(Saved data entries)
-*-

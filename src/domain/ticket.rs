use crate::domain::remediation::RemediationKind;

const SHORT_DESCRIPTION_LIMIT: usize = 160;
const FALLBACK_SHORT_DESCRIPTION: &str = "Chatbot Fallback: User query unclassified";

#[derive(Debug, Clone, PartialEq, Eq)]
pub struct TicketRequest {
    pub user_id: String,
    pub short_description: String,
    pub details: String,
}

impl TicketRequest {
    pub fn new(user_id: &str, short_description: &str, details: &str) -> Self {
        Self {
            user_id: user_id.to_string(),
            short_description: single_line(short_description, SHORT_DESCRIPTION_LIMIT),
            details: details.to_string(),
        }
    }

    pub fn for_failed_remediation(kind: RemediationKind, user_id: &str) -> Self {
        Self::new(
            user_id,
            &format!("Automated fix failed for: {}", kind.issue_label()),
            &format!(
                "Attempted to run script '{}' for user '{user_id}' but it failed.",
                kind.script()
            ),
        )
    }

    pub fn for_unclassified_query(query: &str, user_id: &str) -> Self {
        Self::new(
            user_id,
            FALLBACK_SHORT_DESCRIPTION,
            &format!(
                "The user reported an issue that the chatbot could not categorize.\n\nUser Query: '{query}'"
            ),
        )
    }
}

#[derive(Debug, Clone, Copy, PartialEq, Eq)]
pub enum TicketFailure {
    ConfigMissing,
    ConnectionError,
    ApiError,
}

impl TicketFailure {
    pub fn sentinel(&self) -> &'static str {
        match self {
            TicketFailure::ConfigMissing => "N/A (Config Error)",
            TicketFailure::ConnectionError => "N/A (Connection Error)",
            TicketFailure::ApiError => "N/A (API Error)",
        }
    }
}

#[derive(Debug, Clone, PartialEq, Eq)]
pub enum TicketResult {
    Created(String),
    Failed(TicketFailure),
}

impl TicketResult {
    /// Value shown to the user: the real number or a failure sentinel.
    pub fn ticket_number(&self) -> String {
        match self {
            TicketResult::Created(number) => number.clone(),
            TicketResult::Failed(reason) => reason.sentinel().to_string(),
        }
    }
}

fn single_line(input: &str, limit: usize) -> String {
    let flattened = input.split_whitespace().collect::<Vec<_>>().join(" ");
    flattened.chars().take(limit).collect()
}

#[cfg(test)]
mod tests {
    use super::*;

    #[test]
    fn short_description_is_single_line_and_bounded() {
        let long = format!("first line\nsecond {}", "x".repeat(400));
        let request = TicketRequest::new("alice", &long, "body");
        assert!(!request.short_description.contains('\n'));
        assert_eq!(request.short_description.chars().count(), 160);
        assert!(request.short_description.starts_with("first line second x"));
    }

    #[test]
    fn failed_remediation_ticket_names_script_and_user() {
        let request = TicketRequest::for_failed_remediation(RemediationKind::FixPrinter, "bob");
        assert_eq!(
            request.short_description,
            "Automated fix failed for: Printer Issue"
        );
        assert_eq!(
            request.details,
            "Attempted to run script 'Clear-Print-Spooler.ps1' for user 'bob' but it failed."
        );
        assert_eq!(request.user_id, "bob");
    }

    #[test]
    fn unclassified_query_ticket_keeps_query_verbatim() {
        let request = TicketRequest::for_unclassified_query("my  vpn\nis down", "carol");
        assert_eq!(request.short_description, FALLBACK_SHORT_DESCRIPTION);
        assert!(request.details.contains("my  vpn\nis down"));
    }

    #[test]
    fn failures_render_as_sentinels() {
        assert_eq!(
            TicketResult::Created("INC0012345".to_string()).ticket_number(),
            "INC0012345"
        );
        assert_eq!(
            TicketResult::Failed(TicketFailure::ConfigMissing).ticket_number(),
            "N/A (Config Error)"
        );
        assert_eq!(
            TicketResult::Failed(TicketFailure::ConnectionError).ticket_number(),
            "N/A (Connection Error)"
        );
        assert!(
            TicketResult::Failed(TicketFailure::ApiError)
                .ticket_number()
                .starts_with("N/A")
        );
    }
}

-*-

Write the entries out again verbatim, every one of them.

filename src/domain/ticket.rs
use crate::domain::remediation::RemediationKind;

const SHORT_DESCRIPTION_LIMIT: usize = 160;
const FALLBACK_SHORT_DESCRIPTION: &str = "Chatbot Fallback: User query unclassified";

#[derive(Debug, Clone, PartialEq, Eq)]
pub struct TicketRequest {
    pub user_id: String,
    pub short_description: String,
    pub details: String,
}

impl TicketRequest {
    pub fn new(user_id: &str, short_description: &str, details: &str) -> Self {
        Self {
            user_id: user_id.to_string(),
            short_description: single_line(short_description, SHORT_DESCRIPTION_LIMIT),
            details: details.to_string(),
        }
    }

    pub fn for_failed_remediation(kind: RemediationKind, user_id: &str) -> Self {
        Self::new(
            user_id,
            &format!("Automated fix failed for: {}", kind.issue_label()),
            &format!(
                "Attempted to run script '{}' for user '{user_id}' but it failed.",
                kind.script()
            ),
        )
    }

    pub fn for_unclassified_query(query: &str, user_id: &str) -> Self {
        Self::new(
            user_id,
            FALLBACK_SHORT_DESCRIPTION,
            &format!(
                "The user reported an issue that the chatbot could not categorize.\n\nUser Query: '{query}'"
            ),
        )
    }
}

#[derive(Debug, Clone, Copy, PartialEq, Eq)]
pub enum TicketFailure {
    ConfigMissing,
    ConnectionError,
    ApiError,
}

impl TicketFailure {
    pub fn sentinel(&self) -> &'static str {
        match self {
            TicketFailure::ConfigMissing => "N/A (Config Error)",
            TicketFailure::ConnectionError => "N/A (Connection Error)",
            TicketFailure::ApiError => "N/A (API Error)",
        }
    }
}

#[derive(Debug, Clone, PartialEq, Eq)]
pub enum TicketResult {
    Created(String),
    Failed(TicketFailure),
}

impl TicketResult {
    /// Value shown to the user: the real number or a failure sentinel.
    pub fn ticket_number(&self) -> String {
        match self {
            TicketResult::Created(number) => number.clone(),
            TicketResult::Failed(reason) => reason.sentinel().to_string(),
        }
    }
}

fn single_line(input: &str, limit: usize) -> String {
    let flattened = input.split_whitespace().collect::<Vec<_>>().join(" ");
    flattened.chars().take(limit).collect()
}

#[cfg(test)]
mod tests {
    use super::*;

    #[test]
    fn short_description_is_single_line_and_bounded() {
        let long = format!("first line\nsecond {}", "x".repeat(400));
        let request = TicketRequest::new("alice", &long, "body");
        assert!(!request.short_description.contains('\n'));
        assert_eq!(request.short_description.chars().count(), 160);
        assert!(request.short_description.starts_with("first line second x"));
    }

    #[test]
    fn failed_remediation_ticket_names_script_and_user() {
        let request = TicketRequest::for_failed_remediation(RemediationKind::FixPrinter, "bob");
        assert_eq!(
            request.short_description,
            "Automated fix failed for: Printer Issue"
        );
        assert_eq!(
            request.details,
            "Attempted to run script 'Clear-Print-Spooler.ps1' for user 'bob' but it failed."
        );
        assert_eq!(request.user_id, "bob");
    }

    #[test]
    fn unclassified_query_ticket_keeps_query_verbatim() {
        let request = TicketRequest::for_unclassified_query("my  vpn\nis down", "carol");
        assert_eq!(request.short_description, FALLBACK_SHORT_DESCRIPTION);
        assert!(request.details.contains("my  vpn\nis down"));
    }

    #[test]
    fn failures_render_as_sentinels() {
        assert_eq!(
            TicketResult::Created("INC0012345".to_string()).ticket_number(),
            "INC0012345"
        );
        assert_eq!(
            TicketResult::Failed(TicketFailure::ConfigMissing).ticket_number(),
            "N/A (Config Error)"
        );
        assert_eq!(
            TicketResult::Failed(TicketFailure::ConnectionError).ticket_number(),
            "N/A (Connection Error)"
        );
        assert!(
            TicketResult::Failed(TicketFailure::ApiError)
                .ticket_number()
                .starts_with("N/A")
        );
    }
}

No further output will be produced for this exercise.